» **Your instructions**
From the entries below, return every line that includes the word "iter".

Dataset excerpts:
____________________

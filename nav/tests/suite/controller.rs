use portal_nav::Facet;
use portal_nav::FacetOption;
use portal_nav::NavConfig;
use portal_nav::PageController;
use portal_nav::PageSpec;
use portal_nav::Snapshot;
use portal_nav::UrlState;
use portal_nav::controller::ControllerPhase;
use portal_nav::sidebar::SidebarItem;
use pretty_assertions::assert_eq;
use std::sync::Arc;
use std::sync::atomic::AtomicUsize;
use std::sync::atomic::Ordering;
use std::time::Duration;

struct OrdersPage {
    reads: Arc<AtomicUsize>,
    dealer: Option<String>,
    status: Option<String>,
}

impl OrdersPage {
    fn new() -> (Self, Arc<AtomicUsize>) {
        let reads = Arc::new(AtomicUsize::new(0));
        (
            Self {
                reads: reads.clone(),
                dealer: None,
                status: None,
            },
            reads,
        )
    }
}

impl PageSpec for OrdersPage {
    fn base_path(&self) -> &str {
        "/orders/purchase"
    }

    fn facets(&self) -> Vec<Facet> {
        vec![
            Facet::new("status", "Status").with_options(vec![
                FacetOption::new("All"),
                FacetOption::new("Open"),
                FacetOption::new("Closed"),
            ]),
        ]
    }

    fn read_from_url(&mut self, snapshot: &Snapshot) {
        self.reads.fetch_add(1, Ordering::SeqCst);
        self.dealer = snapshot.get("dealer").map(str::to_string);
        self.status = snapshot.get("status").map(str::to_string);
    }

    fn scalars(&self) -> Snapshot {
        let mut snapshot = Snapshot::new();
        if let Some(dealer) = &self.dealer {
            snapshot.insert("dealer", dealer);
        }
        if let Some(status) = &self.status {
            snapshot.insert("status", status);
        }
        snapshot
    }

    fn franchise_dealers(&self) -> Option<Vec<FacetOption>> {
        Some(vec![
            FacetOption::new("Dealer 42").with_value("D42"),
            FacetOption::new("Dealer 77").with_value("D77"),
        ])
    }
}

fn controller(uri: &str) -> (PageController<OrdersPage>, portal_nav::ControllerHandle, Arc<AtomicUsize>) {
    let (page, reads) = OrdersPage::new();
    let url = UrlState::parse(uri).expect("parse initial location");
    let (controller, handle) = PageController::new(page, url, NavConfig::default());
    (controller, handle, reads)
}

fn find_item(controller: &PageController<OrdersPage>, section_key: &str, text: &str) -> SidebarItem {
    controller
        .sidebar()
        .sections()
        .iter()
        .find(|section| section.key() == section_key)
        .and_then(|section| section.items.iter().find(|item| item.text == text))
        .cloned()
        .expect("sidebar item")
}

#[tokio::test(start_paused = true)]
async fn mount_rebuilds_synchronously() {
    let (mut controller, _handle, reads) = controller("/orders/purchase?status=Open");
    controller.mount();
    assert_eq!(reads.load(Ordering::SeqCst), 1);
    assert!(controller.sidebar().is_visible());
    assert_eq!(controller.phase(), ControllerPhase::Idle);
    // franchise selector first, then the status facet
    let sections = controller.sidebar().sections();
    assert!(sections[0].is_franchise_selector);
    assert_eq!(sections[1].key(), "status");
}

#[tokio::test(start_paused = true)]
async fn external_changes_within_the_window_coalesce_into_one_rebuild() {
    let (mut controller, handle, reads) = controller("/orders/purchase");
    controller.mount();
    handle.location_changed("/orders/purchase?status=Open");
    handle.location_changed("/orders/purchase?status=Closed");
    handle.location_changed("/orders/purchase?status=Open&page=3");
    controller.run_until_idle().await.expect("run");
    // one rebuild, using the latest location
    assert_eq!(reads.load(Ordering::SeqCst), 2);
    assert_eq!(controller.url().url(), "/orders/purchase?status=Open&page=3");
    assert_eq!(controller.page().status.as_deref(), Some("Open"));
}

#[tokio::test(start_paused = true)]
async fn debounced_rebuild_waits_for_the_window() {
    let (mut controller, handle, reads) = controller("/orders/purchase");
    controller.mount();
    let before = tokio::time::Instant::now();
    handle.location_changed("/orders/purchase?status=Closed");
    controller.run_until_idle().await.expect("run");
    assert_eq!(reads.load(Ordering::SeqCst), 2);
    assert_eq!(
        tokio::time::Instant::now().duration_since(before),
        NavConfig::default().debounce_window
    );
}

#[tokio::test(start_paused = true)]
async fn click_navigation_skips_the_debounce_window() {
    let (mut controller, _handle, reads) = controller("/orders/purchase");
    controller.mount();
    let open = find_item(&controller, "status", "Open");
    let before = tokio::time::Instant::now();
    controller.sidebar().click("status", &open);
    controller.run_until_idle().await.expect("run");
    assert_eq!(reads.load(Ordering::SeqCst), 2);
    assert_eq!(controller.url().url(), "/orders/purchase?status=Open");
    // no timer was involved: a click never renders a stale frame
    assert_eq!(tokio::time::Instant::now(), before);
}

#[tokio::test(start_paused = true)]
async fn franchise_click_sets_the_dealer_scalar_and_stops() {
    let (mut controller, _handle, _reads) = controller("/orders/purchase?status=Open");
    controller.mount();
    let dealer = find_item(&controller, "franchise", "Dealer 42");
    controller.sidebar().click("franchise", &dealer);
    controller.run_until_idle().await.expect("run");
    assert_eq!(
        controller.url().url(),
        "/orders/purchase?status=Open&dealer=D42"
    );
    assert_eq!(controller.page().dealer.as_deref(), Some("D42"));
}

#[tokio::test(start_paused = true)]
async fn malformed_external_location_keeps_the_last_good_sidebar() {
    let (mut controller, handle, reads) = controller("/orders/purchase?status=Open");
    controller.mount();
    handle.location_changed("/orders\u{1}purchase");
    controller.run_until_idle().await.expect("run");
    assert_eq!(reads.load(Ordering::SeqCst), 1);
    assert_eq!(controller.url().url(), "/orders/purchase?status=Open");
    assert!(controller.sidebar().is_visible());
}

#[tokio::test(start_paused = true)]
async fn shutdown_cancels_a_pending_rebuild() {
    let (mut controller, handle, reads) = controller("/orders/purchase");
    controller.mount();
    handle.location_changed("/orders/purchase?status=Closed");
    let late_shutdown = handle.clone();
    tokio::spawn(async move {
        // inside the debounce window
        tokio::time::sleep(Duration::from_millis(1)).await;
        late_shutdown.shutdown();
    });
    controller.run_until_idle().await.expect("run");
    assert_eq!(reads.load(Ordering::SeqCst), 1);
    assert_eq!(controller.phase(), ControllerPhase::Idle);
    assert!(!controller.sidebar().has_item_handler());
}

#[tokio::test(start_paused = true)]
async fn run_drives_the_debounced_rebuild_and_stops_on_shutdown() {
    let (mut controller, handle, reads) = controller("/orders/purchase");
    controller.mount();
    handle.location_changed("/orders/purchase?status=Open");
    let late_shutdown = handle.clone();
    tokio::spawn(async move {
        // after the debounce window has fired
        tokio::time::sleep(Duration::from_millis(50)).await;
        late_shutdown.shutdown();
    });
    controller.run().await.expect("run");
    assert_eq!(reads.load(Ordering::SeqCst), 2);
    assert_eq!(controller.url().url(), "/orders/purchase?status=Open");
    assert_eq!(controller.phase(), ControllerPhase::Idle);
    assert!(!controller.sidebar().has_item_handler());
}

#[tokio::test(start_paused = true)]
async fn repeated_click_on_the_same_option_is_a_no_op() {
    let (mut controller, _handle, reads) = controller("/orders/purchase?status=Open");
    controller.mount();
    let open = find_item(&controller, "status", "Open");
    controller.sidebar().click("status", &open);
    controller.run_until_idle().await.expect("run");
    // the navigation was a no-op: no change event, no rebuild
    assert_eq!(reads.load(Ordering::SeqCst), 1);
    assert_eq!(controller.url().history().len(), 1);
}

#[tokio::test(start_paused = true)]
async fn selection_is_recomputed_live_from_the_url() {
    let (mut controller, handle, _reads) = controller("/orders/purchase?status=Open");
    controller.mount();
    let status_section = controller.sidebar().sections()[1].clone();
    assert!(controller.item_selected(&status_section, 1));
    assert!(!controller.item_selected(&status_section, 0));
    handle.location_changed("/orders/purchase");
    controller.run_until_idle().await.expect("run");
    let status_section = controller.sidebar().sections()[1].clone();
    // no status key: the "All" item default-selects
    assert!(controller.item_selected(&status_section, 0));
    assert!(!controller.item_selected(&status_section, 1));
}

____________________

» **Solved exercise**
        .iter()
        .and_then(|section| section.items.iter().find(|item| item.text == text))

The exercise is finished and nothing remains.